Ça a été très formateur pour moi, j'ai assisté au processus de création de Carolyn Carlson, avec une équipe professionnelle dans un milieu très stimulant. Une fois là-bas on est imprégné du lieu et de ce quartier formidable : à côté de la Tour Eiffel et du Palais de Tokyo ! Sur une note plus personnelle, c'est à cette époque que mon grand-père est décédé. Alors pendant cette résidence à Chaillot j'ai décidé qu'il ne fallait pas que je parte et que la meilleure chose à faire était de rester et de profiter. C’est aussi quelque chose qui m'a forgé. A chaque fois que j'ai un doute ou une fragilité je me dis qu’au contraire il faut que je sois là et que j'agisse. Dans les moments de doute je repense tout de suite à la Nouvelle-Calédonie et au fait que c'est important que je sois là, que c'est précieux pour une raison qui m'échappe. J'ai l'impression que je dois faire toutes ces choses pour représenter la Nouvelle-Calédonie, pour représenter ma famille.
A la fin de la résidence avec Carolyn Carlson au Palais de Chaillot, j'ai versé des larmes. Ce n'était pas des larmes de fatigue ou de tristesse, c'était plutôt l'acceptation du moment présent. Accepter que les choses avancent et réaliser notre importance en tant que nouvelle génération. C’était des larmes d'espoir.
Et puis j’ai travaillé avec Carolyn Carlson !! Il y aura toujours en moi une réminiscence de sa personnalité, de son mouvement, de sa sincérité et de sa conviction; elle m'inspire autant que la Nouvelle-Calédonie.
Si je te dis : TRAJECTOIRE K
Kevin : Implicitement bien sûr cela signifie Trajectoire Kanak. A l'origine c’est un spectacle de Laetitia Naud et de Richard Digoué. En 2016 Laetitia cherchait quelqu'un pour le rôle de Richard et c'est moi qui l'ai eut ! Et là j’ai retrouvé en moi le Nord de la Nouvelle-Calédonie et mon instinct kanak. C'était un rôle très identitaire, et dans la chevelure, dans la barbe et même dans mon regard : je ne me reconnaissais plus, j'étais vraiment devenu kanak. Je suis métisse kanak du côté de ma mère, et tout d’un coup c’est une part entière de moi qui a ressurgit. J’ai pris ce rôle très à cœur.
Ça m’a ouvert sur d’autres horizons, et en même temps c'était une nouvelle manière de m'exprimer de façon beaucoup plus historique.
Trajectoire K est pour moi un spectacle frère d’Oculus, j'ai ressenti beaucoup de confort à le danser et à en parler.

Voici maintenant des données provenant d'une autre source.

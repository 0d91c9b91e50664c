//! URL modeling for scraped links.
//!
//! Classifies hrefs (PDF or not, absolute or relative), derives the base URL of
//! a page and resolves relative links against it, and derives local filenames.

mod path;
mod percent;

pub use path::file_name_from_path_or_url;

use thiserror::Error;
use url::Url;

/// Marker that classifies an href as absolute.
const ABSOLUTE_MARKER: &str = "https://";

/// Marker that classifies an href as a PDF reference.
const PDF_MARKER: &str = ".pdf";

#[derive(Debug, Error)]
pub enum UrlModelError {
    #[error("cannot parse URL {url}: {source}")]
    Parse {
        url: String,
        #[source]
        source: url::ParseError,
    },
    #[error("URL {0} has no scheme and host")]
    NoHost(String),
    #[error("relative link {0} cannot be resolved without a base URL")]
    NoBaseUrl(String),
}

/// True if the href mentions `.pdf` anywhere, query string and fragment included.
pub fn is_pdf_href(href: &str) -> bool {
    href.contains(PDF_MARKER)
}

/// True if the href contains the literal `https://` marker.
pub fn is_absolute_href(href: &str) -> bool {
    href.contains(ABSOLUTE_MARKER)
}

/// Returns `<scheme>://<host>[:port]` of `url`.
pub fn base_url(url: &str) -> Result<String, UrlModelError> {
    let parsed = Url::parse(url).map_err(|source| UrlModelError::Parse {
        url: url.to_string(),
        source,
    })?;
    let origin = parsed.origin();
    if parsed.host_str().is_none() || !origin.is_tuple() {
        return Err(UrlModelError::NoHost(url.to_string()));
    }
    Ok(origin.ascii_serialization())
}

/// Resolves an href to an absolute URL.
///
/// Hrefs carrying the `https://` marker are returned unchanged. Anything else is
/// joined onto `base` as a path, so separators are never doubled or dropped.
pub fn resolve_href(base: Option<&str>, href: &str) -> Result<String, UrlModelError> {
    if is_absolute_href(href) {
        return Ok(href.to_string());
    }
    let base = base.ok_or_else(|| UrlModelError::NoBaseUrl(href.to_string()))?;
    let parse_err = |source: url::ParseError| UrlModelError::Parse {
        url: href.to_string(),
        source,
    };
    let base = Url::parse(base).map_err(parse_err)?;
    let joined = base.join(href).map_err(parse_err)?;
    Ok(joined.into())
}

#[cfg(test)]
mod tests {
    use super::*;

    #[test]
    fn pdf_href_is_substring_match() {
        assert!(is_pdf_href("report.pdf"));
        assert!(is_pdf_href("/download?file=report.pdf&x=1"));
        assert!(is_pdf_href("page.html#see-report.pdf"));
        assert!(!is_pdf_href("about.html"));
    }

    #[test]
    fn base_url_keeps_scheme_host_and_port() {
        assert_eq!(
            base_url("https://example.org/docs/index.html?q=1").unwrap(),
            "https://example.org"
        );
        assert_eq!(
            base_url("http://127.0.0.1:8080/page").unwrap(),
            "http://127.0.0.1:8080"
        );
    }

    #[test]
    fn base_url_without_scheme_fails() {
        assert!(matches!(
            base_url("example.org/page"),
            Err(UrlModelError::Parse { .. })
        ));
        assert!(matches!(
            base_url("mailto:someone@example.org"),
            Err(UrlModelError::NoHost(_))
        ));
    }

    #[test]
    fn relative_href_joins_base() {
        assert_eq!(
            resolve_href(Some("https://example.org"), "report.pdf").unwrap(),
            "https://example.org/report.pdf"
        );
        assert_eq!(
            resolve_href(Some("https://example.org"), "/docs/report.pdf").unwrap(),
            "https://example.org/docs/report.pdf"
        );
    }

    #[test]
    fn absolute_href_is_unchanged() {
        assert_eq!(
            resolve_href(Some("https://example.org"), "https://cdn.example.com/x.pdf").unwrap(),
            "https://cdn.example.com/x.pdf"
        );
        assert_eq!(
            resolve_href(None, "https://cdn.example.com/x.pdf").unwrap(),
            "https://cdn.example.com/x.pdf"
        );
    }

    #[test]
    fn plain_http_href_survives_join() {
        assert_eq!(
            resolve_href(Some("https://example.org"), "http://mirror.example.net/a.pdf").unwrap(),
            "http://mirror.example.net/a.pdf"
        );
    }

    #[test]
    fn relative_href_without_base_fails() {
        assert!(matches!(
            resolve_href(None, "report.pdf"),
            Err(UrlModelError::NoBaseUrl(_))
        ));
    }
}
//! Percent decoding for URL path segments.

/// Decodes `%XX` escapes. Malformed escapes are kept verbatim; invalid UTF-8 is replaced.
pub(crate) fn percent_decode(input: &str) -> String {
    let mut out = Vec::with_capacity(input.len());
    let bytes = input.as_bytes();
    let mut i = 0;
    while i < bytes.len() {
        if bytes[i] == b'%' && i + 2 < bytes.len() {
            if let (Some(high), Some(low)) = (hex_digit(bytes[i + 1]), hex_digit(bytes[i + 2])) {
                out.push(high << 4 | low);
                i += 3;
                continue;
            }
        }
        out.push(bytes[i]);
        i += 1;
    }
    String::from_utf8_lossy(&out).into_owned()
}

fn hex_digit(b: u8) -> Option<u8> {
    match b {
        b'0'..=b'9' => Some(b - b'0'),
        b'a'..=b'f' => Some(b - b'a' + 10),
        b'A'..=b'F' => Some(b - b'A' + 10),
        _ => None,
    }
}
pub mod config;
pub mod logging;

// Pipeline stages, leaves first.
pub mod paths;
pub mod url_model;
pub mod html;
pub mod http;
pub mod storage;
pub mod extract;
pub mod cleaner;
pub mod downloader;
pub mod converter;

C'est un spectacle frère aussi de par ses racines et ses trajectoires. Ils sont liés par un arbre commun, je pense que c'est la démarche de beaucoup de Calédoniens, je pense que l'on n'oublie pas qui on est, ni d'où l'on vient.
Les projets et actualités de Kévin
Kévin aime se fixer des objectifs, et même en temps de Covid-19, il a des projets plein la tête. Ses deadlines pour 2021 sont notamment la diffusion de la captation de Duo dans le vent sur France 3. Courant avril il va être chorégraphe sur le court métrage de Gino Pitarch. Il va également certifier son diplôme d’état en danse contemporaine avec une formation de 400 heures au centre National de Danse de Lyon. Bref l’année 2021 s’annonce chargée en création pour Kévin.
Je vous laisse sur une note dansante au rythme des percussions du Pacifique qui vont à coup sûr vous faire rêver et voyager ! Ci-dessous le teaser de From the plage, spectacle jeune public créé par Kévin en 2018, commandé par le Territoire Rochefort Océan, mettant en lien la ville de Rochefort et son ouverture vers l'Océanie.
Merci à Kévin d'avoir pris le temps de partager son univers avec moi. Son enthousiasme et sa passion sont contagieux, sa détermination furieusement inspirante, et son talent simplement évident.